▸ Task to complete
Each line below should be written out again exactly.

--- Dataset records Enclosed Below ---

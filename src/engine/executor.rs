//! Compute executor seam.
//!
//! The engine hands each tick's running batch to an [`Executor`], which runs
//! the model over it, appends generated tokens and marks streams finished.
//! Model math lives behind this trait; the scheduler never sees it.

use crate::core::stream::{GenerateStream, GenerateStreamRef};
use crate::error::Result;

/// Runs one generation step over a batch of streams.
pub trait Executor: Send + Sync {
    /// Process every stream in `streams`.
    ///
    /// Implementations append tokens (or advance `seq_length`) and call
    /// `set_finished()` on streams that are done.
    ///
    /// # Errors
    ///
    /// Any error fails the whole batch; the engine stops every stream in it.
    fn process(&self, streams: &[GenerateStreamRef]) -> Result<()>;
}

/// Deterministic token generator standing in for a model.
///
/// Each step appends one token derived from the stream id and position, and
/// finishes a stream after `max_new_tokens` or on `eos_token_id`.
///
/// # Example
///
/// ```
/// use std::sync::Arc;
///
/// use nano_kvsched::core::stream::{GenerateInput, GenerateStream};
/// use nano_kvsched::engine::{Executor, SyntheticExecutor};
///
/// let mut input = GenerateInput::new(vec![1, 2, 3]);
/// input.generate_config.max_new_tokens = 2;
/// let stream = Arc::new(GenerateStream::new(1, input));
///
/// let executor = SyntheticExecutor::new(32000);
/// executor.process(&[stream.clone()]).unwrap();
/// executor.process(&[stream.clone()]).unwrap();
///
/// assert_eq!(stream.output_length(), 2);
/// assert!(stream.finished());
/// ```
#[derive(Debug, Clone)]
pub struct SyntheticExecutor {
    vocab_size: u32,
    eos_token_id: Option<u32>,
}

impl SyntheticExecutor {
    pub fn new(vocab_size: u32) -> Self {
        Self {
            vocab_size: vocab_size.max(1),
            eos_token_id: None,
        }
    }

    /// Finish streams as soon as they produce `eos_token_id`.
    pub fn with_eos_token_id(mut self, eos_token_id: u32) -> Self {
        self.eos_token_id = Some(eos_token_id);
        self
    }

    /// Token produced for `stream` at its current position.
    pub fn next_token(&self, stream: &GenerateStream) -> u32 {
        let position = stream.seq_length() as u64;
        let mixed = stream
            .stream_id()
            .wrapping_mul(0x9E37_79B9_7F4A_7C15)
            .wrapping_add(position.wrapping_mul(31));
        (mixed % u64::from(self.vocab_size)) as u32
    }

    fn step(&self, stream: &GenerateStream) {
        let token = self.next_token(stream);
        stream.append_token(token);

        let max_new_tokens = stream.generate_config().max_new_tokens;
        let hit_limit = max_new_tokens > 0 && stream.output_length() >= max_new_tokens;
        if hit_limit || self.eos_token_id == Some(token) {
            stream.set_finished();
        }
    }
}

impl Executor for SyntheticExecutor {
    fn process(&self, streams: &[GenerateStreamRef]) -> Result<()> {
        for stream in streams {
            if stream.is_terminal() {
                continue;
            }
            self.step(stream);
        }
        Ok(())
    }
}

--- End of Enclosed Dataset records ---

▸ Response for this exercise
filename src/engine/executor.rs
//! Compute executor seam.
//!
//! The engine hands each tick's running batch to an [`Executor`], which runs
//! the model over it, appends generated tokens and marks streams finished.
//! Model math lives behind this trait; the scheduler never sees it.

use crate::core::stream::{GenerateStream, GenerateStreamRef};
use crate::error::Result;

/// Runs one generation step over a batch of streams.
pub trait Executor: Send + Sync {
    /// Process every stream in `streams`.
    ///
    /// Implementations append tokens (or advance `seq_length`) and call
    /// `set_finished()` on streams that are done.
    ///
    /// # Errors
    ///
    /// Any error fails the whole batch; the engine stops every stream in it.
    fn process(&self, streams: &[GenerateStreamRef]) -> Result<()>;
}

/// Deterministic token generator standing in for a model.
///
/// Each step appends one token derived from the stream id and position, and
/// finishes a stream after `max_new_tokens` or on `eos_token_id`.
///
/// # Example
///
/// ```
/// use std::sync::Arc;
///
/// use nano_kvsched::core::stream::{GenerateInput, GenerateStream};
/// use nano_kvsched::engine::{Executor, SyntheticExecutor};
///
/// let mut input = GenerateInput::new(vec![1, 2, 3]);
/// input.generate_config.max_new_tokens = 2;
/// let stream = Arc::new(GenerateStream::new(1, input));
///
/// let executor = SyntheticExecutor::new(32000);
/// executor.process(&[stream.clone()]).unwrap();
/// executor.process(&[stream.clone()]).unwrap();
///
/// assert_eq!(stream.output_length(), 2);
/// assert!(stream.finished());
/// ```
#[derive(Debug, Clone)]
pub struct SyntheticExecutor {
    vocab_size: u32,
    eos_token_id: Option<u32>,
}

impl SyntheticExecutor {
    pub fn new(vocab_size: u32) -> Self {
        Self {
            vocab_size: vocab_size.max(1),
            eos_token_id: None,
        }
    }

    /// Finish streams as soon as they produce `eos_token_id`.
    pub fn with_eos_token_id(mut self, eos_token_id: u32) -> Self {
        self.eos_token_id = Some(eos_token_id);
        self
    }

    /// Token produced for `stream` at its current position.
    pub fn next_token(&self, stream: &GenerateStream) -> u32 {
        let position = stream.seq_length() as u64;
        let mixed = stream
            .stream_id()
            .wrapping_mul(0x9E37_79B9_7F4A_7C15)
            .wrapping_add(position.wrapping_mul(31));
        (mixed % u64::from(self.vocab_size)) as u32
    }

    fn step(&self, stream: &GenerateStream) {
        let token = self.next_token(stream);
        stream.append_token(token);

        let max_new_tokens = stream.generate_config().max_new_tokens;
        let hit_limit = max_new_tokens > 0 && stream.output_length() >= max_new_tokens;
        if hit_limit || self.eos_token_id == Some(token) {
            stream.set_finished();
        }
    }
}

impl Executor for SyntheticExecutor {
    fn process(&self, streams: &[GenerateStreamRef]) -> Result<()> {
        for stream in streams {
            if stream.is_terminal() {
                continue;
            }
            self.step(stream);
        }
        Ok(())
    }
}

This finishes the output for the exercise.